[Record excerpts Boundary: Start]
//! Serde tests for core types.
//!
//! These verify the wire names the UI layer and settings hosts depend on.

use chrono::{TimeZone, Utc};

use crate::{
    LoginMethod, ProviderIdentity, ProviderKind, UsageCost, UsageSnapshot, UsageWindow,
};

// ============================================================================
// ProviderKind
// ============================================================================

#[test]
fn test_provider_kind_deserialize_lowercase() {
    let test_cases = vec![
        (r#""openrouter""#, ProviderKind::OpenRouter),
        (r#""warp""#, ProviderKind::Warp),
        (r#""antigravity""#, ProviderKind::Antigravity),
        (r#""jetbrains""#, ProviderKind::JetBrains),
        (r#""kimik2""#, ProviderKind::KimiK2),
    ];

    for (json, expected) in test_cases {
        let result: ProviderKind = serde_json::from_str(json).unwrap();
        assert_eq!(result, expected, "Failed for {json}");
    }
}

#[test]
fn test_provider_kind_serde_matches_cli_name() {
    for kind in ProviderKind::all() {
        let json = serde_json::to_string(kind).unwrap();
        assert_eq!(json, format!("\"{}\"", kind.cli_name()));
    }
}

#[test]
fn test_provider_kind_invalid_deserialize() {
    let result: Result<ProviderKind, _> = serde_json::from_str(r#""codex""#);
    assert!(result.is_err());
}

// ============================================================================
// UsageSnapshot
// ============================================================================

#[test]
fn test_usage_snapshot_field_names() {
    let mut snapshot = UsageSnapshot::new();
    snapshot.session = Some(UsageWindow::new(12.0));
    snapshot.weekly = Some(UsageWindow::with_limit(340.0, 500.0));
    snapshot.cost = Some(UsageCost::usd(4.2, Some(10.0)));
    snapshot.source = "api".to_string();

    let value = serde_json::to_value(&snapshot).unwrap();
    assert_eq!(value["session"]["used"], 12.0);
    assert_eq!(value["weekly"]["limit"], 500.0);
    assert_eq!(value["cost"]["currency_code"], "USD");
    assert_eq!(value["source"], "api");
    assert!(value["secondary"].is_null());
}

#[test]
fn test_usage_snapshot_missing_source_defaults_empty() {
    let json = r#"{
        "session": null,
        "weekly": {"used": 3.0, "limit": null, "window_minutes": null, "resets_at": null, "label": null},
        "secondary": null,
        "cost": null,
        "updated_at": "2025-01-15T12:00:00Z",
        "identity": null
    }"#;

    let snapshot: UsageSnapshot = serde_json::from_str(json).unwrap();
    assert!(!snapshot.has_source());
    assert_eq!(snapshot.weekly.unwrap().used, 3.0);
    assert_eq!(
        snapshot.updated_at,
        Utc.with_ymd_and_hms(2025, 1, 15, 12, 0, 0).unwrap()
    );
}

#[test]
fn test_identity_login_method_snake_case() {
    let mut identity = ProviderIdentity::new(ProviderKind::Antigravity);
    identity.login_method = Some(LoginMethod::LocalApp);

    let value = serde_json::to_value(&identity).unwrap();
    assert_eq!(value["provider_id"], "antigravity");
    assert_eq!(value["login_method"], "local_app");
}
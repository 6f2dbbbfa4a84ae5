//! Language server discovery.
//!
//! The Antigravity language server is found in the process table; its
//! command line carries the CSRF token and, usually, the port. When the
//! port is missing it is read from `lsof`.

use tallybar_fetch::ProcessRunner;
use tracing::{debug, instrument};

use super::error::AntigravityError;

const PROCESS_MARKER: &str = "language_server";
const CSRF_FLAG: &str = "--csrf_token";
const PORT_FLAG: &str = "--extension_server_port";

/// A running language server.
#[derive(Debug, Clone, PartialEq, Eq)]
pub struct LanguageServer {
    /// Process id.
    pub pid: u32,
    /// Token the server expects in `X-Codeium-Csrf-Token`.
    pub csrf_token: String,
    /// Port from the command line, if given.
    pub port: Option<u16>,
}

// ============================================================================
// Parsing
// ============================================================================

fn is_antigravity_command(lower: &str) -> bool {
    (lower.contains("--app_data_dir") && lower.contains("antigravity"))
        || lower.contains("/antigravity/")
}

/// Reads `--flag=value` or `--flag value` from a command line.
fn extract_flag(flag: &str, command: &str) -> Option<String> {
    let mut tokens = command.split_whitespace();
    while let Some(token) = tokens.next() {
        if let Some(value) = token.strip_prefix(flag) {
            if let Some(value) = value.strip_prefix('=') {
                return Some(value.to_string()).filter(|v| !v.is_empty());
            }
            if value.is_empty() {
                return tokens.next().map(str::to_string);
            }
        }
    }
    None
}

/// Finds the language server in `ps -ax -o pid=,command=` output.
pub fn find_language_server(ps_output: &str) -> Option<LanguageServer> {
    ps_output.lines().find_map(|line| {
        let (pid, command) = line.trim().split_once(char::is_whitespace)?;
        let pid = pid.parse().ok()?;
        let lower = command.to_lowercase();
        if !lower.contains(PROCESS_MARKER) || !is_antigravity_command(&lower) {
            return None;
        }

        let csrf_token = extract_flag(CSRF_FLAG, command)?;
        let port = extract_flag(PORT_FLAG, command).and_then(|p| p.parse().ok());
        Some(LanguageServer {
            pid,
            csrf_token,
            port,
        })
    })
}

/// Reads listening TCP ports from `lsof -nP -iTCP -sTCP:LISTEN` output,
/// sorted and deduplicated.
pub fn parse_listening_ports(lsof_output: &str) -> Vec<u16> {
    let mut ports: Vec<u16> = lsof_output
        .lines()
        .filter_map(|line| {
            let before = &line[..line.find("(LISTEN)")?];
            let colon = before.rfind(':')?;
            before[colon + 1..].trim().parse().ok()
        })
        .collect();
    ports.sort_unstable();
    ports.dedup();
    ports
}

// ============================================================================
// Discovery
// ============================================================================

/// Looks for a running language server.
#[instrument(skip(runner))]
pub async fn detect(runner: &ProcessRunner) -> Result<LanguageServer, AntigravityError> {
    let output = runner.run("ps", &["-ax", "-o", "pid=,command="]).await?;
    let server = find_language_server(&output.stdout).ok_or(AntigravityError::NotRunning)?;
    debug!(pid = server.pid, port = ?server.port, "Found language server");
    Ok(server)
}

/// Ports to try for a server: the advertised one, else whatever it listens on.
#[instrument(skip(runner, server), fields(pid = server.pid))]
pub async fn candidate_ports(
    runner: &ProcessRunner,
    server: &LanguageServer,
) -> Result<Vec<u16>, AntigravityError> {
    if let Some(port) = server.port {
        return Ok(vec![port]);
    }

    if !runner.command_exists("lsof") {
        return Err(AntigravityError::PortDetectionFailed("lsof not available".to_string()));
    }

    let pid = server.pid.to_string();
    let output = runner
        .run("lsof", &["-nP", "-iTCP", "-sTCP:LISTEN", "-a", "-p", &pid])
        .await?;
    let ports = parse_listening_ports(&output.stdout);
    if ports.is_empty() {
        return Err(AntigravityError::PortDetectionFailed(
            "no listening ports found".to_string(),
        ));
    }
    Ok(ports)
}
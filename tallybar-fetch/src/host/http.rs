//! HTTP client with tracing and domain allowlist.
//!
//! This module provides a wrapped HTTP client that adds:
//! - Request/response tracing
//! - Domain allowlist for security
//! - Bearer-token and JSON helpers used by the API strategies

use reqwest::{Client, Response, header, header::HeaderMap};
use std::time::Duration;
use tracing::{debug, instrument, warn};
use url::Url;

use crate::credentials::Credential;
use crate::error::HttpError;

/// Default request timeout.
const DEFAULT_TIMEOUT_SECS: u64 = 30;

/// User agent string for TallyBar.
const USER_AGENT: &str = concat!("TallyBar/", env!("CARGO_PKG_VERSION"));

// ============================================================================
// HTTP Client
// ============================================================================

/// HTTP client wrapper with tracing and domain allowlist.
#[derive(Debug, Clone)]
pub struct HttpClient {
    inner: Client,
    allowed_domains: Option<Vec<String>>,
}

impl HttpClient {
    /// Creates a new HTTP client with default settings.
    pub fn new() -> Self {
        Self::with_timeout(Duration::from_secs(DEFAULT_TIMEOUT_SECS))
    }

    /// Creates a client with a custom timeout.
    ///
    /// Falls back to reqwest's default client if the configured one cannot
    /// be built.
    pub fn with_timeout(timeout: Duration) -> Self {
        Self::try_with_timeout(timeout).unwrap_or_else(|e| {
            warn!(error = %e, "Falling back to default HTTP client");
            Self::from_client(Client::new())
        })
    }

    /// Creates a client with a custom timeout, reporting build failures.
    pub fn try_with_timeout(timeout: Duration) -> Result<Self, HttpError> {
        let client = Client::builder()
            .timeout(timeout)
            .user_agent(USER_AGENT)
            .build()
            .map_err(|e| HttpError::Build(e.to_string()))?;
        Ok(Self::from_client(client))
    }

    /// Creates a client for talking to a local language server over HTTPS
    /// with a self-signed certificate.
    ///
    /// Restricted to loopback hosts.
    pub fn local_insecure(timeout: Duration) -> Result<Self, HttpError> {
        let client = Client::builder()
            .timeout(timeout)
            .user_agent(USER_AGENT)
            .danger_accept_invalid_certs(true)
            .build()
            .map_err(|e| HttpError::Build(e.to_string()))?;
        Ok(Self::from_client(client)
            .restricted_to(vec!["127.0.0.1".to_string(), "localhost".to_string()]))
    }

    /// Wraps an existing reqwest client.
    pub fn from_client(inner: Client) -> Self {
        Self {
            inner,
            allowed_domains: None,
        }
    }

    /// Restricts requests to the given domains and their subdomains.
    pub fn restricted_to(mut self, domains: Vec<String>) -> Self {
        self.allowed_domains = Some(domains);
        self
    }

    /// Creates a new HTTP client with domain allowlist.
    pub fn with_allowed_domains(domains: Vec<String>) -> Self {
        Self::new().restricted_to(domains)
    }

    /// Checks if a URL's domain is allowed.
    fn is_domain_allowed(&self, url: &str) -> Result<(), HttpError> {
        let parsed = Url::parse(url).map_err(|e| HttpError::InvalidUrl(e.to_string()))?;

        let Some(ref allowed) = self.allowed_domains else {
            return Ok(());
        };

        let host = parsed
            .host_str()
            .ok_or_else(|| HttpError::InvalidUrl("No host in URL".to_string()))?;

        let allowed = allowed
            .iter()
            .any(|domain| host == domain || host.ends_with(&format!(".{domain}")));

        if allowed {
            Ok(())
        } else {
            Err(HttpError::DomainNotAllowed(host.to_string()))
        }
    }

    /// Performs a GET request.
    #[instrument(skip(self), fields(url = %url))]
    pub async fn get(&self, url: &str) -> Result<Response, HttpError> {
        self.is_domain_allowed(url)?;
        debug!("GET request");

        let response = self.inner.get(url).send().await?;
        debug!(status = %response.status(), "Response received");
        Ok(response)
    }

    /// Performs a GET request with a bearer credential.
    #[instrument(skip(self, credential), fields(url = %url))]
    pub async fn get_with_bearer(
        &self,
        url: &str,
        credential: &Credential,
    ) -> Result<Response, HttpError> {
        self.is_domain_allowed(url)?;
        debug!("GET request with bearer token");

        let response = self
            .inner
            .get(url)
            .header(header::AUTHORIZATION, credential.bearer())
            .header(header::ACCEPT, "application/json")
            .send()
            .await?;
        debug!(status = %response.status(), "Response received");
        Ok(response)
    }

    /// Performs a POST request with JSON body and custom headers.
    #[instrument(skip(self, headers, body), fields(url = %url))]
    pub async fn post_json_with_headers<T: serde::Serialize + ?Sized>(
        &self,
        url: &str,
        headers: HeaderMap,
        body: &T,
    ) -> Result<Response, HttpError> {
        self.is_domain_allowed(url)?;
        debug!("POST request with JSON");

        let response = self.inner.post(url).headers(headers).json(body).send().await?;
        debug!(status = %response.status(), "Response received");
        Ok(response)
    }

    /// Returns the inner reqwest client for advanced operations.
    pub fn inner(&self) -> &Client {
        &self.inner
    }
}

impl Default for HttpClient {
    fn default() -> Self {
        Self::new()
    }
}

// ============================================================================
// Response Extensions
// ============================================================================

/// Extension trait for Response handling.
pub trait ResponseExt {
    /// Check if the response indicates rate limiting.
    fn is_rate_limited(&self) -> bool;

    /// Check if the response rejected the credential.
    fn is_unauthorized(&self) -> bool;

    /// Get the Retry-After header value in seconds.
    fn retry_after_secs(&self) -> Option<u64>;
}

impl ResponseExt for Response {
    fn is_rate_limited(&self) -> bool {
        self.status() == reqwest::StatusCode::TOO_MANY_REQUESTS
    }

    fn is_unauthorized(&self) -> bool {
        matches!(
            self.status(),
            reqwest::StatusCode::UNAUTHORIZED | reqwest::StatusCode::FORBIDDEN
        )
    }

    fn retry_after_secs(&self) -> Option<u64> {
        self.headers()
            .get(header::RETRY_AFTER)
            .and_then(|v| v.to_str().ok())
            .and_then(|v| v.trim().parse().ok())
    }
}

// ============================================================================
// Tests
// ============================================================================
[Record excerpts Boundary: End]
* Exercise instructions: Of the entries above, repeat exactly the lines between the line with "let (pid, command)" and the line with "#[instrument(skip(runner, server), fields(pid", inclusive, and no others.

* Task answer:
        let (pid, command) = line.trim().split_once(char::is_whitespace)?;
        let pid = pid.parse().ok()?;
        let lower = command.to_lowercase();
        if !lower.contains(PROCESS_MARKER) || !is_antigravity_command(&lower) {
            return None;
        }

        let csrf_token = extract_flag(CSRF_FLAG, command)?;
        let port = extract_flag(PORT_FLAG, command).and_then(|p| p.parse().ok());
        Some(LanguageServer {
            pid,
            csrf_token,
            port,
        })
    })
}

/// Reads listening TCP ports from `lsof -nP -iTCP -sTCP:LISTEN` output,
/// sorted and deduplicated.
pub fn parse_listening_ports(lsof_output: &str) -> Vec<u16> {
    let mut ports: Vec<u16> = lsof_output
        .lines()
        .filter_map(|line| {
            let before = &line[..line.find("(LISTEN)")?];
            let colon = before.rfind(':')?;
            before[colon + 1..].trim().parse().ok()
        })
        .collect();
    ports.sort_unstable();
    ports.dedup();
    ports
}

// ============================================================================
// Discovery
// ============================================================================

/// Looks for a running language server.
#[instrument(skip(runner))]
pub async fn detect(runner: &ProcessRunner) -> Result<LanguageServer, AntigravityError> {
    let output = runner.run("ps", &["-ax", "-o", "pid=,command="]).await?;
    let server = find_language_server(&output.stdout).ok_or(AntigravityError::NotRunning)?;
    debug!(pid = server.pid, port = ?server.port, "Found language server");
    Ok(server)
}

/// Ports to try for a server: the advertised one, else whatever it listens on.
#[instrument(skip(runner, server), fields(pid = server.pid))]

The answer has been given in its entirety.